Dataset records:

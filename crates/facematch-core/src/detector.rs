//! Detector adapter seam and multi-strategy fallback.
//!
//! The neural detector itself lives outside this crate. Adapters implement
//! [`FaceDetector`] for one or more [`DetectionStrategy`] variants;
//! [`FallbackDetector`] walks the configured strategies from most to least
//! accurate until one of them finds a face.

use crate::types::{ImageView, RawFace};
use serde::{Deserialize, Serialize};
use std::fmt;
use std::str::FromStr;
use thiserror::Error;

/// Default cap on faces returned per image.
pub const DEFAULT_MAX_FACES_PER_IMAGE: usize = 15;

#[derive(Error, Debug)]
pub enum DetectorError {
    #[error("detection failed: {0}")]
    Failed(String),
    #[error("strategy {0} not supported by this detector")]
    UnsupportedStrategy(DetectionStrategy),
    #[error("unknown detection strategy: {0}")]
    UnknownStrategy(String),
}

/// Detection method, ordered from most to least accurate.
#[derive(Debug, Clone, Copy, PartialEq, Eq, Hash, Serialize, Deserialize)]
#[serde(rename_all = "snake_case")]
pub enum DetectionStrategy {
    SsdHighAccuracy,
    SsdStandard,
    TinyLarge,
    TinyStandard,
    TinyFast,
}

impl DetectionStrategy {
    /// Every strategy in default fallback order.
    pub const ALL: [DetectionStrategy; 5] = [
        DetectionStrategy::SsdHighAccuracy,
        DetectionStrategy::SsdStandard,
        DetectionStrategy::TinyLarge,
        DetectionStrategy::TinyStandard,
        DetectionStrategy::TinyFast,
    ];

    /// How far a match produced by this method can be trusted, in [0.6, 1.0].
    pub fn reliability(self) -> f32 {
        match self {
            DetectionStrategy::SsdHighAccuracy => 1.0,
            DetectionStrategy::SsdStandard => 0.9,
            DetectionStrategy::TinyLarge => 0.8,
            DetectionStrategy::TinyStandard => 0.7,
            DetectionStrategy::TinyFast => 0.6,
        }
    }

    pub fn as_str(self) -> &'static str {
        match self {
            DetectionStrategy::SsdHighAccuracy => "ssd_high_accuracy",
            DetectionStrategy::SsdStandard => "ssd_standard",
            DetectionStrategy::TinyLarge => "tiny_large",
            DetectionStrategy::TinyStandard => "tiny_standard",
            DetectionStrategy::TinyFast => "tiny_fast",
        }
    }
}

impl fmt::Display for DetectionStrategy {
    fn fmt(&self, f: &mut fmt::Formatter<'_>) -> fmt::Result {
        f.write_str(self.as_str())
    }
}

impl FromStr for DetectionStrategy {
    type Err = DetectorError;

    fn from_str(s: &str) -> Result<Self, Self::Err> {
        Self::ALL
            .into_iter()
            .find(|st| st.as_str() == s)
            .ok_or_else(|| DetectorError::UnknownStrategy(s.to_string()))
    }
}

/// External face detector + embedding extractor.
///
/// Implementations may be stateful (loaded models, GPU contexts) and are
/// never invoked concurrently.
pub trait FaceDetector: Send {
    fn detect(
        &mut self,
        image: ImageView<'_>,
        strategy: DetectionStrategy,
    ) -> Result<Vec<RawFace>, DetectorError>;
}

impl<D: FaceDetector + ?Sized> FaceDetector for Box<D> {
    fn detect(
        &mut self,
        image: ImageView<'_>,
        strategy: DetectionStrategy,
    ) -> Result<Vec<RawFace>, DetectorError> {
        (**self).detect(image, strategy)
    }
}

/// Faces found in one image and the strategy that found them.
#[derive(Debug, Clone)]
pub struct Detection {
    pub strategy: DetectionStrategy,
    /// Sorted by detector confidence, highest first.
    pub faces: Vec<RawFace>,
}

/// Tries strategies in order, returning the first non-empty result.
pub struct FallbackDetector<D> {
    inner: D,
    strategies: Vec<DetectionStrategy>,
    max_faces: usize,
}

impl<D: FaceDetector> FallbackDetector<D> {
    pub fn new(inner: D) -> Self {
        Self {
            inner,
            strategies: DetectionStrategy::ALL.to_vec(),
            max_faces: DEFAULT_MAX_FACES_PER_IMAGE,
        }
    }

    pub fn with_strategies(mut self, strategies: Vec<DetectionStrategy>) -> Self {
        if !strategies.is_empty() {
            self.strategies = strategies;
        }
        self
    }

    pub fn with_max_faces(mut self, max_faces: usize) -> Self {
        self.max_faces = max_faces.max(1);
        self
    }

    pub fn strategies(&self) -> &[DetectionStrategy] {
        &self.strategies
    }

    /// Run the fallback chain.
    ///
    /// Errors from individual strategies are skipped; the call only fails
    /// when every strategy errored. When all strategies succeed without a
    /// face, returns an empty detection tagged with the last strategy.
    pub fn detect(&mut self, image: ImageView<'_>) -> Result<Detection, DetectorError> {
        let mut last_error = None;
        let mut any_ok = false;

        for &strategy in &self.strategies {
            match self.inner.detect(image, strategy) {
                Ok(faces) if !faces.is_empty() => {
                    let faces = cap_faces(faces, self.max_faces);
                    tracing::debug!(
                        source = %image.source,
                        strategy = strategy.as_str(),
                        faces = faces.len(),
                        "faces detected"
                    );
                    return Ok(Detection { strategy, faces });
                }
                Ok(_) => {
                    any_ok = true;
                    tracing::debug!(source = %image.source, strategy = strategy.as_str(), "no face, falling back");
                }
                Err(DetectorError::UnsupportedStrategy(_)) => {}
                Err(e) => {
                    tracing::debug!(source = %image.source, strategy = strategy.as_str(), error = %e, "strategy failed");
                    last_error = Some(e);
                }
            }
        }

        match (any_ok, last_error) {
            (false, Some(e)) => Err(e),
            (false, None) => Err(DetectorError::Failed(format!(
                "no configured strategy is supported for {}",
                image.source
            ))),
            (true, _) => Ok(Detection {
                strategy: *self.strategies.last().unwrap_or(&DetectionStrategy::TinyFast),
                faces: Vec::new(),
            }),
        }
    }
}

/// Keep the `max` most confident faces.
fn cap_faces(mut faces: Vec<RawFace>, max: usize) -> Vec<RawFace> {
    faces.sort_by(|a, b| {
        b.confidence
            .partial_cmp(&a.confidence)
            .unwrap_or(std::cmp::Ordering::Equal)
    });
    faces.truncate(max);
    faces
}

#[cfg(test)]
mod tests {
    use super::*;
    use crate::fixtures::{seeded_embedding, strong_face};
    use crate::types::ImageRef;
    use std::collections::HashMap;

    /// Returns canned results per strategy and records every call.
    struct Scripted {
        results: HashMap<DetectionStrategy, Result<usize, String>>,
        calls: Vec<DetectionStrategy>,
    }

    impl FaceDetector for Scripted {
        fn detect(
            &mut self,
            _image: ImageView<'_>,
            strategy: DetectionStrategy,
        ) -> Result<Vec<RawFace>, DetectorError> {
            self.calls.push(strategy);
            match self.results.get(&strategy) {
                None => Err(DetectorError::UnsupportedStrategy(strategy)),
                Some(Err(msg)) => Err(DetectorError::Failed(msg.clone())),
                Some(Ok(n)) => Ok((0..*n)
                    .map(|i| {
                        let mut f = strong_face(seeded_embedding(i as u64));
                        f.confidence = 0.5 + 0.01 * i as f32;
                        f
                    })
                    .collect()),
            }
        }
    }

    fn view(source: &ImageRef) -> ImageView<'_> {
        ImageView { source, data: &[], width: 0, height: 0 }
    }

    #[test]
    fn test_reliability_range() {
        for s in DetectionStrategy::ALL {
            let r = s.reliability();
            assert!((0.6..=1.0).contains(&r), "{s}: {r}");
        }
    }

    #[test]
    fn test_strategy_parse_roundtrip() {
        for s in DetectionStrategy::ALL {
            assert_eq!(s.as_str().parse::<DetectionStrategy>().unwrap(), s);
        }
        assert!("mtcnn".parse::<DetectionStrategy>().is_err());
    }

    #[test]
    fn test_fallback_stops_at_first_hit() {
        let src = ImageRef::new("a.jpg");
        let scripted = Scripted {
            results: HashMap::from([
                (DetectionStrategy::SsdHighAccuracy, Ok(0)),
                (DetectionStrategy::SsdStandard, Err("oom".into())),
                (DetectionStrategy::TinyLarge, Ok(2)),
                (DetectionStrategy::TinyFast, Ok(3)),
            ]),
            calls: Vec::new(),
        };
        let mut det = FallbackDetector::new(scripted);
        let result = det.detect(view(&src)).unwrap();
        assert_eq!(result.strategy, DetectionStrategy::TinyLarge);
        assert_eq!(result.faces.len(), 2);
        assert_eq!(
            det.inner.calls,
            vec![
                DetectionStrategy::SsdHighAccuracy,
                DetectionStrategy::SsdStandard,
                DetectionStrategy::TinyLarge
            ]
        );
    }

    #[test]
    fn test_fallback_caps_and_sorts_by_confidence() {
        let src = ImageRef::new("crowd.jpg");
        let scripted = Scripted {
            results: HashMap::from([(DetectionStrategy::SsdHighAccuracy, Ok(20))]),
            calls: Vec::new(),
        };
        let mut det = FallbackDetector::new(scripted);
        let result = det.detect(view(&src)).unwrap();
        assert_eq!(result.faces.len(), DEFAULT_MAX_FACES_PER_IMAGE);
        assert!(result
            .faces
            .windows(2)
            .all(|w| w[0].confidence >= w[1].confidence));
    }

    #[test]
    fn test_fallback_empty_when_nothing_found() {
        let src = ImageRef::new("empty.jpg");
        let scripted = Scripted {
            results: HashMap::from([
                (DetectionStrategy::SsdHighAccuracy, Ok(0)),
                (DetectionStrategy::TinyFast, Err("timeout".into())),
            ]),
            calls: Vec::new(),
        };
        let mut det = FallbackDetector::new(scripted);
        let result = det.detect(view(&src)).unwrap();
        assert!(result.faces.is_empty());
    }

    #[test]
    fn test_fallback_errors_when_every_strategy_fails() {
        let src = ImageRef::new("broken.jpg");
        let scripted = Scripted {
            results: HashMap::from([(DetectionStrategy::SsdStandard, Err("decode".into()))]),
            calls: Vec::new(),
        };
        let mut det = FallbackDetector::new(scripted)
            .with_strategies(vec![DetectionStrategy::SsdStandard, DetectionStrategy::TinyFast]);
        let err = det.detect(view(&src)).unwrap_err();
        assert!(matches!(err, DetectorError::Failed(msg) if msg == "decode"));
    }
}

What the exercise asks:
For each line in the material above that contains the string "most", make a copy.

Solution to the exercise:
//! [`FallbackDetector`] walks the configured strategies from most to least
/// Detection method, ordered from most to least accurate.
/// Keep the `max` most confident faces.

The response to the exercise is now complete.